LISTED RECORDS —
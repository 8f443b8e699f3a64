//! Extraction error types.

use thiserror::Error;

/// Result type for payload extraction.
pub type ExtractResult<T> = Result<T, ExtractionError>;

/// Maximum number of characters kept in an error preview.
pub const PREVIEW_LIMIT: usize = 200;

/// Errors raised when a hidden payload cannot be recovered.
///
/// Every variant carries a bounded preview of the structure that was
/// searched, never the full blob.
#[derive(Debug, Clone, PartialEq, Eq, Error)]
pub enum ExtractionError {
    /// No value within the depth bound mentioned the target.
    #[error("no candidate for `{target}` within {depth} levels: {preview}")]
    NotFound {
        target: String,
        depth: usize,
        preview: String,
    },

    /// A candidate was found but every strategy failed to recover it.
    #[error("all extraction strategies failed for `{target}`: {preview}")]
    Exhausted { target: String, preview: String },

    /// The recovered value does not have the expected shape.
    #[error("`{target}` is not {expected}: {preview}")]
    UnexpectedShape {
        target: String,
        expected: &'static str,
        preview: String,
    },
}

impl ExtractionError {
    /// Returns the target marker the extraction was looking for.
    pub fn target(&self) -> &str {
        match self {
            Self::NotFound { target, .. }
            | Self::Exhausted { target, .. }
            | Self::UnexpectedShape { target, .. } => target,
        }
    }

    /// Returns the bounded preview attached to the error.
    pub fn preview(&self) -> &str {
        match self {
            Self::NotFound { preview, .. }
            | Self::Exhausted { preview, .. }
            | Self::UnexpectedShape { preview, .. } => preview,
        }
    }
}

/// Truncates `text` to [`PREVIEW_LIMIT`] characters for diagnostics.
pub fn preview(text: &str) -> String {
    let total = text.chars().count();
    if total <= PREVIEW_LIMIT {
        return text.to_string();
    }
    let head: String = text.chars().take(PREVIEW_LIMIT).collect();
    format!("{}… ({} chars total)", head, total)
}
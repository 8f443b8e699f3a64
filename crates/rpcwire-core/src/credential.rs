//! Session credentials for the batch endpoint.
//!
//! A [`Credential`] bundles everything a request needs to prove session
//! identity: the cookie header, the anti-CSRF token (`at`) and the session id
//! (`f.sid`). It also owns the request counter (`_reqid`), which must grow
//! monotonically for as long as the credential set is live.

use std::fmt;
use std::sync::atomic::{AtomicU64, Ordering};

use chrono::{DateTime, Duration, Utc};
use rand::Rng as _;

/// Amount the request counter advances per request.
pub const REQUEST_ID_STEP: u64 = 100_000;

/// Monotonic per-credential request counter.
#[derive(Debug)]
pub struct RequestCounter {
    next: AtomicU64,
}

impl RequestCounter {
    /// Creates a counter starting at `seed`.
    pub fn new(seed: u64) -> Self {
        Self {
            next: AtomicU64::new(seed),
        }
    }

    /// Creates a counter from a random four-digit seed, like a browser tab.
    pub fn random() -> Self {
        Self::new(rand::rng().random_range(1_000..10_000))
    }

    /// Returns the next request id. Never returns the same value twice.
    pub fn next_id(&self) -> u64 {
        self.next.fetch_add(REQUEST_ID_STEP, Ordering::Relaxed)
    }

    /// Returns the value the next call to [`next_id`](Self::next_id) will produce.
    pub fn peek(&self) -> u64 {
        self.next.load(Ordering::Relaxed)
    }
}

/// One set of session credentials.
pub struct Credential {
    /// Anti-CSRF token sent as the `at` form field.
    pub token: String,
    /// Cookie header value carrying the session identity.
    pub cookies: String,
    /// Session id sent as the `f.sid` query parameter.
    pub session_id: String,
    /// When this credential set was obtained.
    pub obtained_at: DateTime<Utc>,
    /// Strategy-specific expiry estimate, if one is known.
    pub expires_at: Option<DateTime<Utc>>,
    counter: RequestCounter,
}

impl Credential {
    /// Creates a credential obtained now, with no expiry estimate.
    pub fn new(
        token: impl Into<String>,
        cookies: impl Into<String>,
        session_id: impl Into<String>,
    ) -> Self {
        Self {
            token: token.into(),
            cookies: cookies.into(),
            session_id: session_id.into(),
            obtained_at: Utc::now(),
            expires_at: None,
            counter: RequestCounter::random(),
        }
    }

    /// Builder: set the expiry estimate.
    pub fn with_expiry(mut self, expires_at: DateTime<Utc>) -> Self {
        self.expires_at = Some(expires_at);
        self
    }

    /// Builder: set when the credential was obtained.
    pub fn with_obtained_at(mut self, obtained_at: DateTime<Utc>) -> Self {
        self.obtained_at = obtained_at;
        self
    }

    /// Builder: seed the request counter (tests and replays).
    pub fn with_request_seed(mut self, seed: u64) -> Self {
        self.counter = RequestCounter::new(seed);
        self
    }

    /// Returns the next request id for an envelope sent with this credential.
    pub fn next_request_id(&self) -> u64 {
        self.counter.next_id()
    }

    /// Returns the request counter.
    pub fn counter(&self) -> &RequestCounter {
        &self.counter
    }

    /// Returns true once the expiry estimate has passed.
    pub fn is_expired(&self) -> bool {
        self.expires_at.is_some_and(|at| Utc::now() >= at)
    }

    /// Returns the time left until the expiry estimate, if known.
    pub fn time_until_expiry(&self) -> Option<Duration> {
        self.expires_at.map(|at| at - Utc::now())
    }

    /// Returns how long ago the credential was obtained.
    pub fn age(&self) -> Duration {
        Utc::now() - self.obtained_at
    }
}

impl fmt::Debug for Credential {
    fn fmt(&self, f: &mut fmt::Formatter<'_>) -> fmt::Result {
        f.debug_struct("Credential")
            .field("token", &redact(&self.token))
            .field("cookies", &redact(&self.cookies))
            .field("session_id", &self.session_id)
            .field("obtained_at", &self.obtained_at)
            .field("expires_at", &self.expires_at)
            .field("next_request_id", &self.counter.peek())
            .finish()
    }
}

fn redact(secret: &str) -> String {
    if secret.is_empty() {
        String::new()
    } else {
        format!("<{} bytes>", secret.len())
    }
}

/// Estimates when a session expires.
///
/// The session id is an opaque server value with no embedded timestamp, so
/// the estimate is `obtained_at + ttl`. An empty session id means the page
/// did not hand out a session at all, which is treated as already expired.
pub fn estimate_expiry(session_id: &str, obtained_at: DateTime<Utc>, ttl: Duration) -> DateTime<Utc> {
    if session_id.trim().is_empty() {
        obtained_at
    } else {
        obtained_at + ttl
    }
}
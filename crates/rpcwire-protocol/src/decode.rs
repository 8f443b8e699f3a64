//! Response decoding and call correlation.

use rpcwire_core::{Call, CallResult, RemoteError};
use serde_json::Value;
use tracing::{debug, warn};

use crate::error::{DecodeError, DecodeResult};
use crate::framing::ChunkDecoder;
use crate::types::{ErrorElement, Reply, ReplyBody, ResponseElement};

/// Decoded response of one envelope.
#[derive(Debug, Clone, PartialEq)]
pub struct DecodedResponse {
    results: Vec<CallResult>,
    auth_expired: bool,
}

impl DecodedResponse {
    /// One result per call, in call order.
    pub fn results(&self) -> &[CallResult] {
        &self.results
    }

    pub fn into_results(self) -> Vec<CallResult> {
        self.results
    }

    /// Whether the service reported the session as expired.
    pub fn auth_expired(&self) -> bool {
        self.auth_expired
    }
}

/// Streaming decoder for one envelope's response.
///
/// Feed body bytes as they arrive, then call [`finish`](Self::finish) with
/// the calls that were sent.
#[derive(Debug, Default)]
pub struct ResponseDecoder {
    chunks: ChunkDecoder,
    elements: Vec<ResponseElement>,
}

impl ResponseDecoder {
    pub fn new() -> Self {
        Self::default()
    }

    /// Feeds more body bytes.
    pub fn feed(&mut self, bytes: &[u8]) -> DecodeResult<()> {
        for chunk in self.chunks.feed(bytes)? {
            self.elements.extend(ResponseElement::from_chunk(&chunk));
        }
        Ok(())
    }

    /// Total bytes fed so far.
    pub fn bytes_fed(&self) -> usize {
        self.chunks.bytes_fed()
    }

    /// Ends the stream and correlates replies with `calls`.
    pub fn finish(mut self, calls: &[Call]) -> DecodeResult<DecodedResponse> {
        for chunk in self.chunks.finish()? {
            self.elements.extend(ResponseElement::from_chunk(&chunk));
        }
        correlate(self.elements, calls)
    }
}

/// Decodes a fully buffered response body.
pub fn decode_response(body: &[u8], calls: &[Call]) -> DecodeResult<DecodedResponse> {
    let mut decoder = ResponseDecoder::new();
    decoder.feed(body)?;
    decoder.finish(calls)
}

fn correlate(elements: Vec<ResponseElement>, calls: &[Call]) -> DecodeResult<DecodedResponse> {
    let mut slots: Vec<Option<CallResult>> = vec![None; calls.len()];
    let mut envelope_error: Option<RemoteError> = None;
    let mut auth_expired = false;

    for element in elements {
        auth_expired |= element.signals_auth_expired();

        match element {
            ResponseElement::Reply(Reply { id, index, body }) => {
                let Some(slot) = find_slot(&slots, calls, &id, index) else {
                    warn!(id = %id, ?index, "ignoring reply with no matching call");
                    continue;
                };
                slots[slot] = Some(reply_result(slot, id, body));
            }
            ResponseElement::Error(ErrorElement {
                id: Some(id),
                index,
                error,
            }) => match find_slot(&slots, calls, &id, index) {
                Some(slot) => slots[slot] = Some(CallResult::err(slot, id, error)),
                None => warn!(id = %id, ?index, "ignoring error with no matching call"),
            },
            ResponseElement::Error(ErrorElement { id: None, error, .. }) => {
                debug!(%error, "envelope-level error");
                envelope_error.get_or_insert(error);
            }
            ResponseElement::Framing(_) => {}
            ResponseElement::Unknown(tag) => {
                debug!(tag = %tag, "skipping unrecognized element");
            }
        }
    }

    slots
        .into_iter()
        .enumerate()
        .map(|(index, slot)| match (slot, &envelope_error) {
            (Some(result), _) => Ok(result),
            (None, Some(error)) => Ok(CallResult::err(index, calls[index].id(), error.clone())),
            (None, None) => Err(DecodeError::MissingResult {
                index,
                id: calls[index].id().to_string(),
            }),
        })
        .collect::<DecodeResult<Vec<_>>>()
        .map(|results| DecodedResponse {
            results,
            auth_expired,
        })
}

/// Numbered replies go to their position when the id agrees; otherwise the
/// first unresolved call with the same id takes it.
fn find_slot(
    slots: &[Option<CallResult>],
    calls: &[Call],
    id: &str,
    index: Option<usize>,
) -> Option<usize> {
    if let Some(position) = index.map(|i| i - 1) {
        if calls.get(position).is_some_and(|c| c.id() == id) {
            if slots[position].is_none() {
                return Some(position);
            }
            warn!(id, index = position + 1, "duplicate reply");
            return None;
        }
    }

    calls
        .iter()
        .zip(slots)
        .position(|(call, slot)| slot.is_none() && call.id() == id)
}

fn reply_result(index: usize, id: String, body: ReplyBody) -> CallResult {
    match body {
        ReplyBody::Payload(payload) => match serde_json::from_str::<Value>(&payload) {
            Ok(data) => CallResult::ok(index, id, data),
            Err(e) => {
                warn!(id = %id, error = %e, "reply payload is not JSON");
                CallResult::err(index, id, RemoteError::new(None, format!("undecodable payload: {e}")))
            }
        },
        ReplyBody::Failed(error) => CallResult::err(index, id, error),
        ReplyBody::Empty => CallResult::ok(index, id, Value::Null),
    }
}

#[cfg(test)]
mod tests {
    use super::*;
    use crate::framing::{XSSI_PREFIX, encode_chunk};
    use serde_json::json;

    fn response(chunks: &[Value]) -> Vec<u8> {
        let mut out = format!("{XSSI_PREFIX}\n\n");
        for chunk in chunks {
            out.push_str(&encode_chunk(&chunk.to_string()));
        }
        out.push_str("garbage after the end");
        out.into_bytes()
    }

    fn reply(id: &str, payload: &Value) -> Value {
        json!(["wrb.fr", id, payload.to_string(), null, null, null, "generic"])
    }

    fn calls(ids: &[&str]) -> Vec<Call> {
        ids.iter().map(|id| Call::new(*id, vec![])).collect()
    }

    #[test]
    fn ok_error_ok() {
        let calls = calls(&["a", "b", "c"]);
        let body = response(&[
            json!([reply("a", &json!({"n": 1}))]),
            json!([["wrb.fr", "b", null, null, null, [5, "not found"], "generic"]]),
            json!([reply("c", &json!([3])), ["di", 12], ["af.httprm", 11, "-1", 4]]),
            json!([["e", 4, null, null, 321]]),
        ]);

        let decoded = decode_response(&body, &calls).unwrap();
        let results = decoded.results();
        assert_eq!(results.len(), 3);
        assert_eq!(results[0], CallResult::ok(0, "a", json!({"n": 1})));
        assert_eq!(
            results[1],
            CallResult::err(1, "b", RemoteError::new(Some(5), "not found"))
        );
        assert_eq!(results[2], CallResult::ok(2, "c", json!([3])));
        assert!(!decoded.auth_expired());
    }

    #[test]
    fn order_follows_calls_not_replies() {
        let calls = calls(&["a", "b"]);
        let body = response(&[json!([reply("b", &json!(2)), reply("a", &json!(1))])]);

        let results = decode_response(&body, &calls).unwrap().into_results();
        assert_eq!(results[0], CallResult::ok(0, "a", json!(1)));
        assert_eq!(results[1], CallResult::ok(1, "b", json!(2)));
    }

    #[test]
    fn repeated_ids_resolve_in_order() {
        let calls = calls(&["a", "a"]);
        let body = response(&[json!([reply("a", &json!("first")), reply("a", &json!("second"))])]);

        let results = decode_response(&body, &calls).unwrap().into_results();
        assert_eq!(results[0].data(), Some(&json!("first")));
        assert_eq!(results[1].data(), Some(&json!("second")));
    }

    #[test]
    fn numbered_replies_use_index() {
        let calls = calls(&["a", "a"]);
        let body = response(&[json!([
            ["wrb.fr", "a", "\"second\"", null, null, null, "2"],
            ["wrb.fr", "a", "\"first\"", null, null, null, "1"],
        ])]);

        let results = decode_response(&body, &calls).unwrap().into_results();
        assert_eq!(results[0].data(), Some(&json!("first")));
        assert_eq!(results[1].data(), Some(&json!("second")));
    }

    #[test]
    fn bad_payload_does_not_affect_siblings() {
        let calls = calls(&["a", "b"]);
        let body = response(&[json!([
            ["wrb.fr", "a", "{not json", null, null, null, "generic"],
            reply("b", &json!(true)),
        ])]);

        let results = decode_response(&body, &calls).unwrap().into_results();
        assert!(results[0].error().unwrap().message.starts_with("undecodable payload"));
        assert_eq!(results[1].data(), Some(&json!(true)));
    }

    #[test]
    fn missing_reply_is_decode_error() {
        let calls = calls(&["a", "b"]);
        let body = response(&[json!([reply("a", &json!(1))])]);

        let err = decode_response(&body, &calls).unwrap_err();
        assert_eq!(
            err,
            DecodeError::MissingResult {
                index: 1,
                id: "b".into()
            }
        );
    }

    #[test]
    fn unmatched_and_duplicate_replies_are_ignored() {
        let calls = calls(&["a"]);
        let body = response(&[json!([
            reply("a", &json!(1)),
            reply("zzz", &json!(2)),
            ["wrb.fr", "a", "3", null, null, null, "1"],
        ])]);

        let results = decode_response(&body, &calls).unwrap().into_results();
        assert_eq!(results, vec![CallResult::ok(0, "a", json!(1))]);
    }

    #[test]
    fn envelope_error_fills_unresolved_calls() {
        let calls = calls(&["a", "b"]);
        let body = response(&[json!([
            reply("a", &json!(1)),
            ["er", null, null, null, null, 401, "generic"],
        ])]);

        let decoded = decode_response(&body, &calls).unwrap();
        assert!(decoded.auth_expired());
        assert_eq!(decoded.results()[0].data(), Some(&json!(1)));
        assert_eq!(decoded.results()[1].error().unwrap().code, Some(401));
    }

    #[test]
    fn unauthenticated_reply_flags_auth_expired() {
        let calls = calls(&["a"]);
        let body = response(&[json!([["wrb.fr", "a", null, null, null, [16], "generic"]])]);

        let decoded = decode_response(&body, &calls).unwrap();
        assert!(decoded.auth_expired());
        assert!(!decoded.results()[0].is_ok());
    }

    #[test]
    fn truncated_response_is_decode_error() {
        let calls = calls(&["a"]);
        let mut body = format!("{XSSI_PREFIX}\n120\n").into_bytes();
        body.extend(std::iter::repeat_n(b' ', 80));

        let err = decode_response(&body, &calls).unwrap_err();
        assert_eq!(
            err,
            DecodeError::Truncated {
                expected: 120,
                available: 80
            }
        );
    }

    #[test]
    fn boundary_insensitive() {
        let calls = calls(&["a", "b", "c"]);
        let body = response(&[
            json!([reply("a", &json!({"text": "multi\nline \"quoted\" ünïcode"}))]),
            json!([["wrb.fr", "b", null, null, null, [3], "generic"], ["di", 40]]),
            json!([reply("c", &json!([[1, 2], [3, [4, 5]]]))]),
        ]);
        let expected = decode_response(&body, &calls).unwrap();

        for split in 0..=body.len() {
            let mut decoder = ResponseDecoder::new();
            decoder.feed(&body[..split]).unwrap();
            decoder.feed(&body[split..]).unwrap();
            assert_eq!(decoder.bytes_fed(), body.len());
            assert_eq!(decoder.finish(&calls).unwrap(), expected, "split at {split}");
        }
    }
}
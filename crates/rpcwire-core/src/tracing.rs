//! Tracing setup for rpcwire consumers.
//!
//! The library crates only emit `tracing` events; installing a subscriber is
//! left to the binary that embeds them. This module provides the one-call
//! setup those binaries use.
//!
//! ```ignore
//! use rpcwire_core::tracing::{init_tracing, TracingConfig};
//!
//! init_tracing(TracingConfig::structured()).expect("failed to initialize tracing");
//! ```

use thiserror::Error;
use tracing::Level;
use tracing_subscriber::{
    EnvFilter,
    fmt::{self, format::FmtSpan},
    prelude::*,
};

/// Errors that can occur during tracing initialization
#[derive(Debug, Error)]
pub enum TracingError {
    /// Failed to set global subscriber
    #[error("failed to set global tracing subscriber: {0}")]
    SetGlobalSubscriber(#[from] tracing::subscriber::SetGlobalDefaultError),

    /// Failed to parse env filter directive
    #[error("failed to parse env filter: {0}")]
    EnvFilter(#[from] tracing_subscriber::filter::ParseError),
}

/// Output format for log lines.
#[derive(Debug, Clone, Copy, Default, PartialEq, Eq)]
pub enum TracingOutputFormat {
    /// Multi-line human-readable output.
    #[default]
    Pretty,
    /// Single-line output.
    Compact,
    /// One JSON object per event.
    Json,
}

/// Configuration for [`init_tracing`].
#[derive(Debug, Clone)]
pub struct TracingConfig {
    /// Level for the `rpcwire` targets when `RUST_LOG` is unset.
    pub default_level: Level,
    /// Output format.
    pub output_format: TracingOutputFormat,
    /// Include file and line of each event.
    pub include_location: bool,
    /// Include the event target (module path).
    pub include_target: bool,
    /// Emit span open/close events; useful to time envelopes end to end.
    pub include_span_events: bool,
    /// Explicit filter directive, overriding `RUST_LOG` and `default_level`.
    pub env_filter: Option<String>,
}

impl Default for TracingConfig {
    fn default() -> Self {
        Self {
            default_level: Level::INFO,
            output_format: TracingOutputFormat::Pretty,
            include_location: false,
            include_target: true,
            include_span_events: false,
            env_filter: None,
        }
    }
}

impl TracingConfig {
    /// Verbose single-line output for local debugging of wire traffic.
    #[must_use]
    pub fn development() -> Self {
        Self {
            default_level: Level::DEBUG,
            output_format: TracingOutputFormat::Compact,
            include_location: true,
            ..Self::default()
        }
    }

    /// JSON output for long-running services.
    #[must_use]
    pub fn structured() -> Self {
        Self {
            output_format: TracingOutputFormat::Json,
            include_location: true,
            include_span_events: true,
            ..Self::default()
        }
    }

    /// Set the default log level
    #[must_use]
    pub fn with_level(mut self, level: Level) -> Self {
        self.default_level = level;
        self
    }

    /// Set the output format
    #[must_use]
    pub fn with_format(mut self, format: TracingOutputFormat) -> Self {
        self.output_format = format;
        self
    }

    /// Set a custom env filter directive
    #[must_use]
    pub fn with_env_filter(mut self, filter: impl Into<String>) -> Self {
        self.env_filter = Some(filter.into());
        self
    }

    /// Builds the filter this configuration resolves to.
    pub fn build_filter(&self) -> Result<EnvFilter, TracingError> {
        if let Some(ref filter) = self.env_filter {
            return Ok(EnvFilter::try_new(filter)?);
        }
        Ok(EnvFilter::try_from_default_env()
            .unwrap_or_else(|_| EnvFilter::new(format!("rpcwire={}", self.default_level))))
    }
}

/// Installs the global subscriber described by `config`.
///
/// # Errors
///
/// Returns an error if a global subscriber is already installed or the
/// filter directive does not parse.
pub fn init_tracing(config: TracingConfig) -> Result<(), TracingError> {
    let env_filter = config.build_filter()?;

    let span_events = if config.include_span_events {
        FmtSpan::NEW | FmtSpan::CLOSE
    } else {
        FmtSpan::NONE
    };

    let layer = fmt::layer()
        .with_file(config.include_location)
        .with_line_number(config.include_location)
        .with_target(config.include_target)
        .with_span_events(span_events);

    let layer = match config.output_format {
        TracingOutputFormat::Pretty => layer.pretty().boxed(),
        TracingOutputFormat::Compact => layer.compact().boxed(),
        TracingOutputFormat::Json => layer.json().boxed(),
    };

    let subscriber = tracing_subscriber::registry().with(env_filter).with(layer);
    tracing::subscriber::set_global_default(subscriber)?;
    Ok(())
}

EXERCISE OBJECTIVE —
Please go through the material and return each line where the word "slots" appears.

WRITTEN RESPONSE —
    let mut slots: Vec<Option<CallResult>> = vec![None; calls.len()];
                let Some(slot) = find_slot(&slots, calls, &id, index) else {
                slots[slot] = Some(reply_result(slot, id, body));
            }) => match find_slot(&slots, calls, &id, index) {
                Some(slot) => slots[slot] = Some(CallResult::err(slot, id, error)),
    slots
    slots: &[Option<CallResult>],
            if slots[position].is_none() {
        .zip(slots)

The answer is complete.